** EXERCISE **
Which lines below mention "header"? Pick each one out.

━━━━━━

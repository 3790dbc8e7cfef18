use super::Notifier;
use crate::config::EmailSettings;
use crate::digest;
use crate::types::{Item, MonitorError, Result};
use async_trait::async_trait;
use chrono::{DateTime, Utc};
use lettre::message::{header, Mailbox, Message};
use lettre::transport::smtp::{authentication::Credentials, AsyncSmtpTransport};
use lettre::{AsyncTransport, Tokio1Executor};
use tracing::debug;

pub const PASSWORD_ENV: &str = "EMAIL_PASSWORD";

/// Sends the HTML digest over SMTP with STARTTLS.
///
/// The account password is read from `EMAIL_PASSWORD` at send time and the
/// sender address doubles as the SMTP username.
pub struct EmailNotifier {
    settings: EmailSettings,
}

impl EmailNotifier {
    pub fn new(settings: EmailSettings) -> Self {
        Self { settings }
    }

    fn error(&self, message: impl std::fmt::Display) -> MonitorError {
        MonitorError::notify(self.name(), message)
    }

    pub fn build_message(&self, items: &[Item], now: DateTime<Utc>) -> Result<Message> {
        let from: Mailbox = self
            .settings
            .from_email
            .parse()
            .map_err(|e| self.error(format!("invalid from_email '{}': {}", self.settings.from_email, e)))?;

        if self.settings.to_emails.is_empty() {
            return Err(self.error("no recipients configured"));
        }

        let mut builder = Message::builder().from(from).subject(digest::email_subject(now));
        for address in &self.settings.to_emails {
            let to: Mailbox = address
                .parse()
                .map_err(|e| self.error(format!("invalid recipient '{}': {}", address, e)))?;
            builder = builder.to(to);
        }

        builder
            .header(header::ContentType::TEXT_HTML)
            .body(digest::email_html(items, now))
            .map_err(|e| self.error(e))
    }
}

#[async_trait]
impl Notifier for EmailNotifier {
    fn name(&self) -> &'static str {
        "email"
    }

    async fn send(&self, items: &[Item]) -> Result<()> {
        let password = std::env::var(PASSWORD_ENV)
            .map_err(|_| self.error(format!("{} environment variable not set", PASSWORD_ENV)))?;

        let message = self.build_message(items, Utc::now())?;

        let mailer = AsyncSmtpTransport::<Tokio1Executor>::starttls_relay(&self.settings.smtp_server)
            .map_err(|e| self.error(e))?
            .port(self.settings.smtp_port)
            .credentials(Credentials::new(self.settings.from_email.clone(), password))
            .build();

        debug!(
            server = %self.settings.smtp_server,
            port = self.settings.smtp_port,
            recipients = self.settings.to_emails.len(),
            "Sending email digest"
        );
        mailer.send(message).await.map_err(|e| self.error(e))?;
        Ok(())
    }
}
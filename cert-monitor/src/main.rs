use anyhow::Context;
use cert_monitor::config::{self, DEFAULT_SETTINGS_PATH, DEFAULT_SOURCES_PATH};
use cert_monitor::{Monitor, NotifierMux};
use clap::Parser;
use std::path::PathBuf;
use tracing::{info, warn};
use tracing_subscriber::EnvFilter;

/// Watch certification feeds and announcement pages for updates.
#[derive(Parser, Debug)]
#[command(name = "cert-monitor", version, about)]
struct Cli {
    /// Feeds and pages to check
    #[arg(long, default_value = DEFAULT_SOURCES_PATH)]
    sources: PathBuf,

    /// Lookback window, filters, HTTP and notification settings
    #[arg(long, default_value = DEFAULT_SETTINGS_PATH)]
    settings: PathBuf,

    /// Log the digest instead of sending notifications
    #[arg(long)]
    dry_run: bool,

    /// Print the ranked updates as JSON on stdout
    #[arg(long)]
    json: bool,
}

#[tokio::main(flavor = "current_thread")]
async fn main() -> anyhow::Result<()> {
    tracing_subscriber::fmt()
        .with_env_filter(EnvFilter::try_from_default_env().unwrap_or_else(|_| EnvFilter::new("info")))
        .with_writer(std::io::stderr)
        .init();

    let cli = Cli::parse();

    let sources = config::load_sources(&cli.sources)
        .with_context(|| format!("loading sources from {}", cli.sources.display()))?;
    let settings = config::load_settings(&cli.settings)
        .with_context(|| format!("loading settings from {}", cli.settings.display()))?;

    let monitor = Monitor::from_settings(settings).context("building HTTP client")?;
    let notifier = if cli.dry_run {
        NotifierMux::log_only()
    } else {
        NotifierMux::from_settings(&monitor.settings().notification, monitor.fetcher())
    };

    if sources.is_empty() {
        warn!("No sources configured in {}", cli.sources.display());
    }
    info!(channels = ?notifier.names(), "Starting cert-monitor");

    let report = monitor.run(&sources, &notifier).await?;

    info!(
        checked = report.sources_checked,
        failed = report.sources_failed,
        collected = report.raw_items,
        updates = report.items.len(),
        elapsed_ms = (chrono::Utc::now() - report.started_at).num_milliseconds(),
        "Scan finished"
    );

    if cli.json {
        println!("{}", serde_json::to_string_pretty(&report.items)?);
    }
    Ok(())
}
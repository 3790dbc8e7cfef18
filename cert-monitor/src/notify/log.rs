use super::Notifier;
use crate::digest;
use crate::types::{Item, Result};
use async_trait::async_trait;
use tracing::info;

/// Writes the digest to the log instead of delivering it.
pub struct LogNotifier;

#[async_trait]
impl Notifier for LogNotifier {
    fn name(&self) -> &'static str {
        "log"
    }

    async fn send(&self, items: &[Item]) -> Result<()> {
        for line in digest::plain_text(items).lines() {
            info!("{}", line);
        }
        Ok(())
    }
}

━━━━━━

** FINAL ANSWER **
use lettre::message::{header, Mailbox, Message};
            .header(header::ContentType::TEXT_HTML)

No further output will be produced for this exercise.